The recent failure of high-profile airlines such as Monarch and Air Berlin meant hundreds of thousands of people were faced with the prospect of losing their money or being stranded at their holiday destination. If you ever find yourself in the same position, there are a number of things you can do to make sure you’re not left out of pocket – or out of the country.
Read our guide to find out what to do if your airline goes bust and to find out exactly where you stand.
First things first
The first thing to do if you hear that your airline has gone bust is to contact your travel agent – if you booked with one – to see if your booking is still in place. If it is, then your travel arrangements should be relatively unaffected. You may have to change flight times, but your holiday or trip should proceed as before. If not, you’ll need to check your documents to see if you’re ATOL-protected.
There are certain rules as to whether you’re ATOL-protected if you have booked your flight, hotel and car hire separately. If you booked your flights and accommodation on the same day, or within a day either side, and if the company you booked with is ATOL-registered, then you’re protected and can apply to the Civil Aviation Authority to reclaim your money. This also applies if you booked your flights and car hire together. However, if you booked flights and accommodation directly with the bankrupt airline then you won’t be covered.
What if you’re already on holiday?
If you’re abroad when the airline goes bust then whether or not you have to rearrange and pay for your own flight home again depends on whether you are ATOL-protected. If you are, then you are guaranteed a refund and will be put on an alternative flight home at no extra cost. However, if you’re not ATOL-protected, you will have to book an alternative flight yourself and pay for it.
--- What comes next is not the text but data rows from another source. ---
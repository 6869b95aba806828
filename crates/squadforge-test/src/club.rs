//! A 24-player club roster with a matching 4-3-3 style formation.
//!
//! Every player has one or two strong roles within 0.5 of their best score
//! and a weak off-role that threshold suppression removes.

use squadforge_core::{Formation, PlayerRecord, Pool};

use crate::builders::{formation, scored_player};

/// Club name carried by every roster entry.
pub const CLUB: &str = "Valencia";

type Row = (&'static str, f64, &'static str, &'static [(&'static str, f64)]);

const ROSTER: &[Row] = &[
    ("Keeper One", 29.0, "GK", &[("gkd", 15.2), ("cdd", 5.0)]),
    ("Keeper Two", 24.0, "GK", &[("gkd", 13.1)]),
    ("Keeper Three", 19.0, "GK", &[("gkd", 11.0)]),
    ("Stone", 31.0, "D (C)", &[("cdd", 14.8), ("fbs", 9.0)]),
    ("Wall", 26.0, "D (RC)", &[("cdd", 14.1), ("fbs", 13.9)]),
    ("Brick", 22.0, "D (C)", &[("cdd", 12.9), ("dms", 10.1)]),
    ("Post", 33.0, "D (C)", &[("cdd", 12.0)]),
    ("Rock", 18.0, "D (C)", &[("cdd", 11.2)]),
    ("Rush", 25.0, "D (R)", &[("fbs", 13.7), ("wa", 10.0)]),
    ("Dash", 28.0, "D (L)", &[("fbs", 13.0)]),
    ("Flank", 21.0, "D (L), AM (L)", &[("fbs", 12.4), ("wa", 12.2)]),
    ("Lane", 30.0, "D (R)", &[("fbs", 11.5)]),
    ("Anchor", 27.0, "DM, M (C)", &[("dms", 14.0), ("cma", 13.8)]),
    ("Shield", 23.0, "DM", &[("dms", 12.6), ("cdd", 9.5)]),
    ("Engine", 26.0, "M (C)", &[("cma", 14.5), ("dms", 11.0)]),
    ("Pivot", 32.0, "DM, M (C)", &[("cma", 13.4), ("dms", 13.2)]),
    ("Runner", 20.0, "M (C)", &[("cma", 12.8)]),
    ("Spare", 29.0, "M (C)", &[("cma", 11.9)]),
    ("Spark", 24.0, "AM (RL)", &[("wa", 14.9), ("afa", 11.0)]),
    ("Flash", 22.0, "AM (L)", &[("wa", 13.6)]),
    ("Swift", 19.0, "AM (R), ST (C)", &[("wa", 12.7), ("afa", 12.5)]),
    ("Ace", 28.0, "ST (C)", &[("afa", 15.5)]),
    ("Hunter", 30.0, "ST (C)", &[("afa", 13.3)]),
    ("Target", 34.0, "ST (C)", &[("afa", 12.1), ("cdd", 8.0)]),
];

/// Every roster entry as a record tagged with [`CLUB`].
pub fn club_players() -> Vec<PlayerRecord> {
    ROSTER
        .iter()
        .map(|(name, age, position, roles)| {
            scored_player(name, *age, position, roles).with_club(CLUB)
        })
        .collect()
}

/// The roster as a pool.
pub fn club_pool() -> Pool {
    Pool::new(club_players())
}

/// gkd=1 cdd=2 fbs=2 dms=1 cma=2 wa=2 afa=1 (11 players).
pub fn club_formation() -> Formation {
    formation(&[
        ("gkd", 1),
        ("cdd", 2),
        ("fbs", 2),
        ("dms", 1),
        ("cma", 2),
        ("wa", 2),
        ("afa", 1),
    ])
}

#[cfg(test)]
mod tests {
    use super::*;
    use std::collections::HashSet;

    #[test]
    fn test_roster_names_unique() {
        let names: HashSet<_> = ROSTER.iter().map(|r| r.0).collect();
        assert_eq!(names.len(), ROSTER.len());
    }

    #[test]
    fn test_formation_fills_eleven() {
        assert_eq!(club_formation().total_headcount(), 11);
        assert_eq!(club_pool().len(), 24);
    }
}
There may be special ‘repatriation fares’ available so make sure you check with different airlines, as well as with your travel insurance company.
What to do if you're not ATOL protected
There are two routes open to you if you’re not ATOL protected and your airline goes bankrupt: travel insurance and credit or debit card protection:
Check your travel insurance
Uncertainties like your airline going bust are one of the most important reasons to take out travel insurance the second you have booked your trip. Depending on the type of insurance you may sign up for, you can protect yourself against flight companies going out of business, as well as the cancellation of your flight. Add the peace of mind that comes with going away knowing that you’re covered for any loss or emergency and you can relax before your holiday has even begun.
Protection from your credit card
If your travel insurance policy doesn’t cover your airline going bust, you may be able to claim back your money through your credit card company. To be eligible, you need to have paid more than £100 for your flights and booked directly with the airline. If you paid by debit card, you may be able to claim through the Mastercard and Visa Chargeback scheme, which most high street banks have signed up to. This allows you to ask your card provider to reverse a transaction on your debit card, giving you your money back.
How to claim
If you’re claiming your flight cost through ATOL, you need to apply to the Civil Aviation Authority (CAA) for a refund. If your flight is not ATOL-protected, you need to get in touch with your insurance company, credit card company or bank as soon as possible so they can begin the claim process. Make sure you have the full details of your booking when you call, as well as the details of your payment.